It is amazing how some things have success written all over them

Note: This was posted in April 2011 in my Posterous blog. After Posterous was shut down, I resurrected this post on April 25, 2015.

It is amazing how some things have success written all over them.

April 5 2011, 12:09 AM
by Pankaj Gupta

It is one of life’s pleasures to fondly remember, through hazy memories, how a certain place or people there used to be in the good old days. I indulge in such a pleasure quite often. It however is a special joy, an oddly humbling joy, to see how a certain event or phenomenon that one started has grown to be bigger than what one ever imagined.

I am talking about an event I co-founded with 4-5 other friends when I was a student at Stanford University. We were volunteers in the Stanford chapter of Asha, a non-profit organization focused on child education in India. A constant pre-occupation of our small group was to raise funds by organizing various events (those funds would then support NGO-run education projects).
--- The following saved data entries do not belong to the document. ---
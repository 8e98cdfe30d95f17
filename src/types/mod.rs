//! Type descriptors: the static shape of a value, as seen by its container.
//!
//! - [`Type`] describes every type a [`Value`](crate::Value) can have.
//! - [`Kind`] and [`Shape`] classify a type for rendering.

mod kind;

pub use kind::{Kind, Shape};

use std::fmt;
use std::sync::Arc;

#[cfg(feature = "serialization")]
use serde::{Deserialize, Serialize};

/// The width of an integer type. `Native` is the platform word size (`int` / `uint`).
#[derive(Debug, Clone, Copy, PartialEq, Eq, Hash)]
#[cfg_attr(feature = "serialization", derive(Serialize, Deserialize))]
pub enum IntWidth {
    Native,
    W8,
    W16,
    W32,
    W64,
}

/// Describes the type of a value slot. Containers carry the `Type` of their elements, which is how
/// the formatter knows whether an element sits in a polymorphic slot (`Type::Interface`) and so
/// needs a `(type)` annotation.
#[derive(Debug, Clone, PartialEq)]
#[cfg_attr(feature = "serialization", derive(Serialize, Deserialize))]
pub enum Type {
    /// No type information at all.
    Invalid,
    Bool,
    /// Signed integer.
    Int(IntWidth),
    /// Unsigned integer.
    Uint(IntWidth),
    /// An integer holding a memory address.
    Uintptr,
    Float32,
    Float64,
    /// Complex number with `f32` components.
    Complex64,
    /// Complex number with `f64` components.
    Complex128,
    String,
    /// Fixed-length sequence: `[len]elem`.
    Array(usize, Box<Type>),
    /// Variable-length sequence: `[]elem`.
    Slice(Box<Type>),
    /// Mapping from key type to element type.
    Map(Box<Type>, Box<Type>),
    /// A record with named fields.
    Struct(Arc<StructType>),
    /// A nullable reference to a value of the pointee type.
    Ptr(Box<Type>),
    /// A polymorphic slot: the concrete type is only known from the value stored in it.
    Interface,
    Func,
    Chan,
    /// A raw memory address.
    UnsafePointer,
}

/// The layout of a record type.
#[derive(Debug, Clone, PartialEq)]
#[cfg_attr(feature = "serialization", derive(Serialize, Deserialize))]
pub struct StructType {
    /// `None` for an anonymous record.
    pub name: Option<String>,
    /// Fields, in declaration order.
    pub fields: Vec<Field>,
}

/// One named field of a [`StructType`].
#[derive(Debug, Clone, PartialEq)]
#[cfg_attr(feature = "serialization", derive(Serialize, Deserialize))]
pub struct Field {
    pub name: String,
    pub ty: Type,
    /// Only exported fields are displayed.
    pub exported: bool,
}

impl IntWidth {
    /// Number of bits. `Native` is 64 bits wide.
    pub fn bits(self) -> u32 {
        match self {
            IntWidth::W8 => 8,
            IntWidth::W16 => 16,
            IntWidth::W32 => 32,
            IntWidth::W64 | IntWidth::Native => 64,
        }
    }

    /// Can a signed integer of this width hold `n`?
    pub fn fits_signed(self, n: i64) -> bool {
        let bits = self.bits();
        bits == 64 || (n >= -(1i64 << (bits - 1)) && n < (1i64 << (bits - 1)))
    }

    /// Can an unsigned integer of this width hold `n`?
    pub fn fits_unsigned(self, n: u64) -> bool {
        let bits = self.bits();
        bits == 64 || n < (1u64 << bits)
    }
}

impl Type {
    pub fn int() -> Type {
        Type::Int(IntWidth::Native)
    }

    pub fn uint() -> Type {
        Type::Uint(IntWidth::Native)
    }

    pub fn array(len: usize, elem: Type) -> Type {
        Type::Array(len, Box::new(elem))
    }

    pub fn slice(elem: Type) -> Type {
        Type::Slice(Box::new(elem))
    }

    pub fn map(key: Type, elem: Type) -> Type {
        Type::Map(Box::new(key), Box::new(elem))
    }

    pub fn ptr(pointee: Type) -> Type {
        Type::Ptr(Box::new(pointee))
    }

    pub fn record(struct_type: StructType) -> Type {
        Type::Struct(Arc::new(struct_type))
    }

    /// The flat kind of this type, ignoring any element types.
    pub fn kind(&self) -> Kind {
        match self {
            Type::Invalid => Kind::Invalid,
            Type::Bool => Kind::Bool,
            Type::Int(width) => Kind::int(*width),
            Type::Uint(width) => Kind::uint(*width),
            Type::Uintptr => Kind::Uintptr,
            Type::Float32 => Kind::Float32,
            Type::Float64 => Kind::Float64,
            Type::Complex64 => Kind::Complex64,
            Type::Complex128 => Kind::Complex128,
            Type::String => Kind::String,
            Type::Array(_, _) => Kind::Array,
            Type::Slice(_) => Kind::Slice,
            Type::Map(_, _) => Kind::Map,
            Type::Struct(_) => Kind::Struct,
            Type::Ptr(_) => Kind::Ptr,
            Type::Interface => Kind::Interface,
            Type::Func => Kind::Func,
            Type::Chan => Kind::Chan,
            Type::UnsafePointer => Kind::UnsafePointer,
        }
    }

    pub fn shape(&self) -> Shape {
        self.kind().shape()
    }

    /// Is this the type of a polymorphic slot?
    pub fn is_interface(&self) -> bool {
        matches!(self, Type::Interface)
    }

    /// The canonical name of this type, as used in container headers and `(type)` annotations.
    pub fn name(&self) -> String {
        self.to_string()
    }
}

impl fmt::Display for Type {
    fn fmt(&self, f: &mut fmt::Formatter) -> fmt::Result {
        match self {
            Type::Array(len, elem) => write!(f, "[{}]{}", len, elem),
            Type::Slice(elem) => write!(f, "[]{}", elem),
            Type::Map(key, elem) => write!(f, "map[{}]{}", key, elem),
            Type::Ptr(pointee) => write!(f, "*{}", pointee),
            Type::Struct(struct_type) => write!(f, "{}", struct_type),
            Type::Interface => write!(f, "interface{{}}"),
            _ => write!(f, "{}", self.kind()),
        }
    }
}

impl fmt::Display for StructType {
    fn fmt(&self, f: &mut fmt::Formatter) -> fmt::Result {
        match &self.name {
            Some(name) => write!(f, "{}", name),
            None => write!(f, "(anonymous struct)"),
        }
    }
}

impl StructType {
    pub fn new(name: &str, fields: Vec<Field>) -> StructType {
        StructType {
            name: Some(name.to_owned()),
            fields,
        }
    }

    pub fn anonymous(fields: Vec<Field>) -> StructType {
        StructType { name: None, fields }
    }

    /// Does any field get displayed?
    pub fn has_exported_fields(&self) -> bool {
        self.fields.iter().any(|field| field.exported)
    }
}

impl Field {
    /// A field whose visibility follows its name: it's exported iff it starts with an uppercase
    /// letter.
    pub fn new(name: &str, ty: Type) -> Field {
        let exported = name.chars().next().map_or(false, char::is_uppercase);
        Field {
            name: name.to_owned(),
            ty,
            exported,
        }
    }

    pub fn exported(name: &str, ty: Type) -> Field {
        Field {
            name: name.to_owned(),
            ty,
            exported: true,
        }
    }

    pub fn hidden(name: &str, ty: Type) -> Field {
        Field {
            name: name.to_owned(),
            ty,
            exported: false,
        }
    }
}

#[cfg(test)]
mod tests {
    use super::*;

    #[test]
    fn test_type_names() {
        assert_eq!(Type::int().name(), "int");
        assert_eq!(Type::Int(IntWidth::W64).name(), "int64");
        assert_eq!(Type::Uint(IntWidth::W8).name(), "uint8");
        assert_eq!(Type::Complex64.name(), "complex64");
        assert_eq!(Type::UnsafePointer.name(), "unsafe.Pointer");
        assert_eq!(Type::slice(Type::String).name(), "[]string");
        assert_eq!(Type::array(3, Type::Interface).name(), "[3]interface{}");
        assert_eq!(
            Type::map(Type::Interface, Type::slice(Type::Bool)).name(),
            "map[interface{}][]bool"
        );
        assert_eq!(Type::ptr(Type::ptr(Type::Float64)).name(), "**float64");
    }

    #[test]
    fn test_struct_names() {
        let named = Type::record(StructType::new("foo1", vec![]));
        assert_eq!(named.name(), "foo1");
        assert_eq!(Type::ptr(named.clone()).name(), "*foo1");
        assert_eq!(Type::slice(Type::ptr(named)).name(), "[]*foo1");

        let anon = Type::record(StructType::anonymous(vec![Field::new("A", Type::int())]));
        assert_eq!(anon.name(), "(anonymous struct)");
    }

    #[test]
    fn test_int_widths() {
        assert!(IntWidth::W8.fits_signed(127));
        assert!(IntWidth::W8.fits_signed(-128));
        assert!(!IntWidth::W8.fits_signed(128));
        assert!(!IntWidth::W8.fits_signed(-129));
        assert!(IntWidth::W16.fits_signed(-32768));
        assert!(!IntWidth::W32.fits_signed(1 << 31));
        assert!(IntWidth::Native.fits_signed(i64::MIN));
        assert!(IntWidth::W8.fits_unsigned(255));
        assert!(!IntWidth::W8.fits_unsigned(256));
        assert!(IntWidth::W32.fits_unsigned(u64::from(u32::MAX)));
        assert!(IntWidth::W64.fits_unsigned(u64::MAX));
    }

    #[test]
    fn test_field_visibility() {
        assert!(Field::new("Asd", Type::String).exported);
        assert!(!Field::new("bar", Type::int()).exported);
        assert!(!Field::new("_X", Type::int()).exported);
        assert!(Field::exported("x", Type::int()).exported);
        assert!(!Field::hidden("X", Type::int()).exported);

        let st = StructType::new("foo2", vec![Field::new("dsa", Type::int())]);
        assert!(!st.has_exported_fields());
    }
}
The event we decided to celebrate on one fateful evening of 1999 was to hold an event on-campus to celebrate Holi, the festival of colors. On March 7, 1999, we were expecting 50 people to show up. We got 300. We raised perhaps $2K. Yesterday, I went with my wife and our not-yet-2 year old son to the same event, now run by a new generation of volunteers, definitely half a generation younger than me. There were probably 5000 people there, the event was sold out in advance, and I would guess $50K might have been raised. Me and my friends of 1999 have reason to be pleased. I was feeling proud and dug up some old documents and links from that fateful spring 12 years ago.

Asha Holi 1999

I distinctly remember saying to the group that we should do some event for Holi. There were a few events to celebrate Holi in the bay area, but none really fun. None of them provided water, or even colors to play with. Our group spotted an opportunity. We decided that here was the time to be really different and provide what no-one else could: water, colors, and a fun and young crowd to play Holi together with. Any feeble protestations of logistical difficulties must have been dismissed, for I do not remember them. We had nothing to lose, and set up the event in the Bechtel International center, hoping 50 people would show up. We took the necessary permissions for colors, water and food.
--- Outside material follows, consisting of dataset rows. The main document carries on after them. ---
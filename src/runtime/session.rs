//! Execution session: one run, end to end
//!
//! A session waits for the interpreter, binds a fresh capture buffer to its
//! output channel, runs the source, unbinds on every path and folds whatever
//! happened into an [`ExecutionResult`]. Nothing is ever thrown past
//! [`ExecutionSession::execute`]: every failure is a value.

use serde::{Deserialize, Serialize};
use std::fmt;
use std::sync::Arc;
use std::sync::atomic::{AtomicBool, Ordering};
use std::time::Duration;
use tracing::{debug, warn};
use uuid::Uuid;

use super::capture::OutputCaptureBuffer;
use super::config::RuntimeConfig;
use super::error::ProgramFault;
use super::loader::InterpreterLoader;

/// Source text captured at the moment "run" was invoked.
#[derive(Debug, Clone, PartialEq, Eq)]
pub struct ExecutionRequest {
    /// Surface generation the request belongs to
    pub generation: u64,
    /// Program text
    pub source: String,
}

impl ExecutionRequest {
    /// Snapshot `source` for `generation`.
    pub fn new(generation: u64, source: impl Into<String>) -> Self {
        Self {
            generation,
            source: source.into(),
        }
    }
}

/// Why a run failed.
#[derive(Debug, Clone, Copy, PartialEq, Eq, Serialize, Deserialize)]
#[serde(rename_all = "snake_case")]
pub enum FailureKind {
    /// The interpreter never became ready
    InterpreterUnavailable,
    /// The learner's program raised or failed to parse
    ProgramFault,
    /// The output channel could not be bound or released cleanly
    HostBindingFault,
}

/// Terminal outcome of one [`ExecutionRequest`].
#[derive(Debug, Clone, PartialEq, Eq, Serialize, Deserialize)]
#[serde(tag = "status", rename_all = "snake_case")]
pub enum ExecutionResult {
    /// Program ran to completion
    Success {
        /// Captured output, or the empty-output sentinel
        output: String,
    },
    /// Program or host failed
    Failure {
        /// Failure classification
        kind: FailureKind,
        /// Readable description
        description: String,
    },
}

impl ExecutionResult {
    /// Build a failure.
    pub fn failure(kind: FailureKind, description: impl Into<String>) -> Self {
        ExecutionResult::Failure {
            kind,
            description: description.into(),
        }
    }

    /// Whether this is a success.
    pub fn is_success(&self) -> bool {
        matches!(self, ExecutionResult::Success { .. })
    }

    /// Output text of a success.
    pub fn output(&self) -> Option<&str> {
        match self {
            ExecutionResult::Success { output } => Some(output),
            ExecutionResult::Failure { .. } => None,
        }
    }

    /// Failure classification, if any.
    pub fn failure_kind(&self) -> Option<FailureKind> {
        match self {
            ExecutionResult::Failure { kind, .. } => Some(*kind),
            ExecutionResult::Success { .. } => None,
        }
    }

    /// Text to display: output as-is, failures behind an `Error: ` marker.
    pub fn render(&self) -> String {
        self.to_string()
    }
}

impl fmt::Display for ExecutionResult {
    fn fmt(&self, f: &mut fmt::Formatter<'_>) -> fmt::Result {
        match self {
            ExecutionResult::Success { output } => f.write_str(output),
            ExecutionResult::Failure { description, .. } => write!(f, "Error: {}", description),
        }
    }
}

struct InFlight<'a>(&'a AtomicBool);

impl Drop for InFlight<'_> {
    fn drop(&mut self) {
        self.0.store(false, Ordering::Release);
    }
}

/// Runs requests for one editor surface, one at a time.
#[derive(Debug)]
pub struct ExecutionSession {
    id: Uuid,
    loader: Arc<InterpreterLoader>,
    in_flight: AtomicBool,
    timeout: Option<Duration>,
    empty_output_message: String,
}

impl ExecutionSession {
    /// Session drawing interpreters from `loader`.
    pub fn new(loader: Arc<InterpreterLoader>, config: &RuntimeConfig) -> Self {
        Self {
            id: Uuid::new_v4(),
            loader,
            in_flight: AtomicBool::new(false),
            timeout: config.timeout(),
            empty_output_message: config.empty_output_message.clone(),
        }
    }

    /// Session identifier used in logs.
    pub fn id(&self) -> Uuid {
        self.id
    }

    /// Whether a call to [`execute`](Self::execute) is outstanding.
    pub fn is_busy(&self) -> bool {
        self.in_flight.load(Ordering::Acquire)
    }

    /// Execute `request`.
    ///
    /// Returns `None` without doing anything when a previous call on this
    /// session has not settled yet. Otherwise always resolves to a result.
    pub async fn execute(&self, request: &ExecutionRequest) -> Option<ExecutionResult> {
        if self
            .in_flight
            .compare_exchange(false, true, Ordering::AcqRel, Ordering::Acquire)
            .is_err()
        {
            debug!(session = %self.id, generation = request.generation, "rejecting overlapping execute");
            return None;
        }
        let _in_flight = InFlight(&self.in_flight);
        Some(self.run(request).await)
    }

    async fn run(&self, request: &ExecutionRequest) -> ExecutionResult {
        let interpreter = match self.loader.ensure_ready().await {
            Ok(interpreter) => interpreter,
            Err(err) => {
                return ExecutionResult::failure(
                    FailureKind::InterpreterUnavailable,
                    format!("Python interpreter is unavailable ({})", err),
                );
            }
        };

        let buffer = OutputCaptureBuffer::new();
        let binding = match interpreter.stdout().acquire(Arc::clone(&buffer)).await {
            Ok(binding) => binding,
            Err(err) => return ExecutionResult::failure(FailureKind::HostBindingFault, err.to_string()),
        };
        debug!(
            session = %self.id,
            generation = request.generation,
            backend = interpreter.name(),
            "executing program"
        );

        let run = interpreter.run(&request.source);
        let outcome = match self.timeout {
            Some(limit) => match tokio::time::timeout(limit, run).await {
                Ok(outcome) => outcome,
                Err(_) => Err(ProgramFault::new(format!(
                    "TimeoutError: execution exceeded {} ms",
                    limit.as_millis()
                ))),
            },
            None => run.await,
        };

        let released = binding.release();
        let output = buffer.seal();
        if let Err(err) = released {
            warn!(session = %self.id, error = %err, "output channel fault");
            return ExecutionResult::failure(FailureKind::HostBindingFault, err.to_string());
        }

        match outcome {
            Ok(()) if output.is_empty() => ExecutionResult::Success {
                output: self.empty_output_message.clone(),
            },
            Ok(()) => ExecutionResult::Success { output },
            Err(fault) => {
                debug!(session = %self.id, generation = request.generation, fault = %fault, "program fault");
                ExecutionResult::failure(FailureKind::ProgramFault, fault.description)
            }
        }
    }
}

#[cfg(test)]
mod tests {
    use super::*;

    #[test]
    fn failures_render_with_error_marker() {
        let failure = ExecutionResult::failure(FailureKind::ProgramFault, "NameError: name 'x' is not defined on line 1");
        assert_eq!(failure.render(), "Error: NameError: name 'x' is not defined on line 1");
        assert_eq!(failure.failure_kind(), Some(FailureKind::ProgramFault));

        let success = ExecutionResult::Success { output: "hi\n".into() };
        assert_eq!(success.render(), "hi\n");
        assert_eq!(success.output(), Some("hi\n"));
    }

    #[test]
    fn results_serialize_with_status_tag() {
        let failure = ExecutionResult::failure(FailureKind::InterpreterUnavailable, "down");
        let json = serde_json::to_value(&failure).unwrap();
        assert_eq!(json["status"], "failure");
        assert_eq!(json["kind"], "interpreter_unavailable");
    }
}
We got up that morning of March 7th 1999, nervous of not knowing how this would turn out. Somehow help arrived in the form of new volunteer faces. And then students started showing up. And then more and more showed up. We ended up counting close to 300 and had such fun that I remember we declared the event to be a smashing success to ourselves and counted every dollar of the $2000 we had just raised for Asha.
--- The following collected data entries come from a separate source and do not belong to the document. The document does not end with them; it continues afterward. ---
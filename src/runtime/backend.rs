//! Interpreter backends
//!
//! The execution pipeline only ever talks to [`EmbeddedInterpreter`]; how
//! that interpreter comes to exist is a [`InterpreterBackend`]'s business.
//! Two backends ship: the built-in tree-walker below and the CPython child
//! process in [`super::process`].

use futures::FutureExt;
use futures::future::BoxFuture;
use std::sync::Arc;
use std::sync::atomic::{AtomicBool, Ordering};
use tokio::sync::{mpsc, oneshot};
use tracing::{debug, info, warn};

use super::capture::OutputChannel;
use super::error::{LoadError, ProgramFault};
use crate::interpreter::{
    Evaluator, EvaluatorLimits, PrintWriter, Program, ProgramError, eval_thread, parse_program,
};

/// Source executed ahead of every program on the built-in backend.
pub const DEFAULT_PRELUDE: &str = "__name__ = '__main__'\n";

/// A ready interpreter instance.
///
/// Programs write to [`stdout`](EmbeddedInterpreter::stdout); callers bind a
/// capture buffer to it around each [`run`](EmbeddedInterpreter::run).
pub trait EmbeddedInterpreter: Send + Sync {
    /// Backend that produced this instance.
    fn name(&self) -> &str;

    /// The interpreter's redirectable standard output.
    fn stdout(&self) -> &OutputChannel;

    /// Execute `source` to completion.
    fn run<'a>(&'a self, source: &'a str) -> BoxFuture<'a, Result<(), ProgramFault>>;
}

/// Something that can bring an [`EmbeddedInterpreter`] up.
pub trait InterpreterBackend: Send + Sync {
    /// Short name used in logs and errors.
    fn name(&self) -> &'static str;

    /// Load the interpreter. Called at most once per loader epoch.
    fn load(&self) -> BoxFuture<'static, Result<Arc<dyn EmbeddedInterpreter>, LoadError>>;
}

/// Loads the built-in tree-walking interpreter.
#[derive(Debug, Clone)]
pub struct BuiltinBackend {
    limits: EvaluatorLimits,
    prelude: String,
}

impl Default for BuiltinBackend {
    fn default() -> Self {
        Self::new(EvaluatorLimits::default())
    }
}

impl BuiltinBackend {
    /// Backend with the given limits and the default prelude.
    pub fn new(limits: EvaluatorLimits) -> Self {
        Self {
            limits,
            prelude: DEFAULT_PRELUDE.to_string(),
        }
    }

    /// Replace the prelude.
    pub fn with_prelude(mut self, prelude: impl Into<String>) -> Self {
        self.prelude = prelude.into();
        self
    }
}

impl InterpreterBackend for BuiltinBackend {
    fn name(&self) -> &'static str {
        "builtin"
    }

    fn load(&self) -> BoxFuture<'static, Result<Arc<dyn EmbeddedInterpreter>, LoadError>> {
        let limits = self.limits;
        let prelude = self.prelude.clone();
        async move {
            info!("loading built-in interpreter");
            let prelude = parse_program(&prelude)
                .map_err(|err| LoadError::failed("builtin", format!("prelude: {}", err)))?;
            let interpreter: Arc<dyn EmbeddedInterpreter> = Arc::new(BuiltinInterpreter {
                channel: OutputChannel::new(),
                limits,
                prelude: Arc::new(prelude),
            });
            info!("built-in interpreter ready");
            Ok(interpreter)
        }
        .boxed()
    }
}

/// Tree-walking interpreter instance.
///
/// Each run parses and evaluates on its own [`eval_thread`], streaming
/// printed chunks back to the channel as they are produced. Dropping the
/// run future cancels the program at its next statement.
#[derive(Debug)]
pub struct BuiltinInterpreter {
    channel: OutputChannel,
    limits: EvaluatorLimits,
    prelude: Arc<Program>,
}

struct ChunkWriter(mpsc::UnboundedSender<String>);

impl PrintWriter for ChunkWriter {
    fn write_str(&mut self, text: &str) {
        // The receiver is gone only after the run was abandoned.
        let _ = self.0.send(text.to_string());
    }
}

/// Raises the cancel flag when the run future goes away.
struct CancelOnDrop(Arc<AtomicBool>);

impl Drop for CancelOnDrop {
    fn drop(&mut self) {
        self.0.store(true, Ordering::Relaxed);
    }
}

fn evaluate(
    prelude: &Program,
    source: &str,
    limits: EvaluatorLimits,
    cancel: Arc<AtomicBool>,
    out: &mut dyn PrintWriter,
) -> Result<u64, ProgramError> {
    // Parse first: a syntax error must not leave partial output behind.
    let program = parse_program(source)?;
    let mut evaluator = Evaluator::new(limits).with_cancel(cancel);
    for stmt in prelude.body.iter().chain(program.body.iter()) {
        evaluator.exec_top_level(stmt, out)?;
    }
    Ok(evaluator.steps())
}

impl EmbeddedInterpreter for BuiltinInterpreter {
    fn name(&self) -> &str {
        "builtin"
    }

    fn stdout(&self) -> &OutputChannel {
        &self.channel
    }

    fn run<'a>(&'a self, source: &'a str) -> BoxFuture<'a, Result<(), ProgramFault>> {
        async move {
            let (chunks, mut incoming) = mpsc::unbounded_channel();
            let (done, finished) = oneshot::channel();
            let cancel = CancelOnDrop(Arc::new(AtomicBool::new(false)));

            let prelude = Arc::clone(&self.prelude);
            let source = source.to_string();
            let limits = self.limits;
            let flag = Arc::clone(&cancel.0);
            eval_thread()
                .spawn(move || {
                    let mut writer = ChunkWriter(chunks);
                    let outcome = evaluate(&prelude, &source, limits, flag, &mut writer);
                    let _ = done.send(outcome);
                })
                .map_err(|err| {
                    ProgramFault::new(format!("RuntimeError: cannot start interpreter thread: {}", err))
                })?;

            while let Some(chunk) = incoming.recv().await {
                self.channel.write(&chunk);
            }
            let steps = match finished.await {
                Ok(outcome) => outcome?,
                Err(_) => {
                    warn!("interpreter thread panicked");
                    return Err(ProgramFault::new("RuntimeError: interpreter thread panicked"));
                }
            };
            debug!(steps, "program finished");
            Ok(())
        }
        .boxed()
    }
}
Sadly, no images survive on my computer. However, an article was carried by the Stanford Daily the next day.

(The Stanford daily URL has been known to be flaky, so here is the screenshot as well).stanford-daily-march-1999-holi

From that point on, there was no looking back. It was immediately clear to us that we could make this big if we spent more effort on it. We immediately moved it out of Bechtel and into Wilbur Field, and prepared for 500 people the next year. Well, 1000 people showed up and there was no looking back in subsequent years. This became the single biggest fund-raising event, and by a huge margin, for Asha Stanford.

Asha Holi 2011

Fast forward 12 years. Kudos to new generations of Asha volunteers have taken this event to completely new level. Year on year, the event has gained strength and people. There is hardly any Indian in the San Francisco Bay area who has not heard of this event.

Here are a few videos of the event.

Obviously, the magnificence of the event now has nothing to do with me or the small Asha group in 1999. The event might as well had petered out. But it did not (another event, us showing world cup cricket in a shared area, did die out). Full credit goes to passionate volunteers for progressively taking it to the next level. Still, I reckon I might be pardoned for feeling self-pleased. I am very very humbled and very very proud that our legacy lives on, in a form that was never imagined by that small group of volunteers in 1999.
1918 views and 0 responses


Update on April 25, 2015: The Holi event has continued to increase in popularity. It is now celebrated at Stanford on two consecutive days and also by the Asha chapter in San Francisco. I just attended the latter today and tweeted this live stream of the event.

Perspective

I want to tell a personal story. An incident happened to me in all of one moment and shook me to the core. It made me laugh at my stupidity and also handed me a valuable lesson. Oh and a story to tell the grandkids some day.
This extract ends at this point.